Though he wrote on topics ranging from the New York Yankees to the Middle East, Cramer was best known for his classic insider look at American presidential politics, What It Takes: The Way to the White House. In a 2007 New York Times Book Review essay, Matt Bai called What It Takes “not just the most ambitious and riveting in a line of great American campaign books, but perhaps the last of them, too.”
Cramer died in Baltimore due to complications from lung cancer, according to the New York Times. He lived on Maryland's Eastern Shore.

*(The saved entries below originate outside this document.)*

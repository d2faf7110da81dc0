//! Error types for the todo API client.
//!
//! # Design
//! `NotFound` and `BadRequest` get dedicated variants because the server
//! assigns them meaning (missing id, failed validation). Every other non-2xx
//! response lands in `Http` with the raw status and body. `Transport` is
//! produced by hosts when the round-trip itself fails.

use thiserror::Error;

/// Errors returned by `TodoClient` parse methods and `Transport` hosts.
#[derive(Debug, Error)]
pub enum ApiError {
    /// The server returned 404; the todo does not exist.
    #[error("{0}")]
    NotFound(String),

    /// The server returned 400 with its validation message.
    #[error("{0}")]
    BadRequest(String),

    /// Any other unexpected status.
    #[error("HTTP {status}: {body}")]
    Http { status: u16, body: String },

    /// The request never produced a response.
    #[error("network error: {0}")]
    Transport(String),

    #[error("deserialization failed: {0}")]
    Deserialization(String),

    #[error("serialization failed: {0}")]
    Serialization(String),
}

Cramer won the Pulitzer Prize for Middle East reporting in 1979. In addition to writing for the Philadelphia Inquirer and Baltimore Sun, his journalism has appeared in Time, Newsweek, The New York Times Magazine, Rolling Stone, and Esquire, for which he wrote a profile of Ted Wiliams that became a modern classic of narrative journalism, taught in college classrooms and passed around newsrooms. He is also the author of How Israel Lost: The Four Questions and Joe DiMaggio: The Hero's Life.
In a statement, Vice President Joseph Biden--who was among the candidates featured in What It Takes--praised Cramer's work, calling his observations and criticisms "so sharp and insightful that you learn something new and meaningful about yourself. That was my experience with Richard.”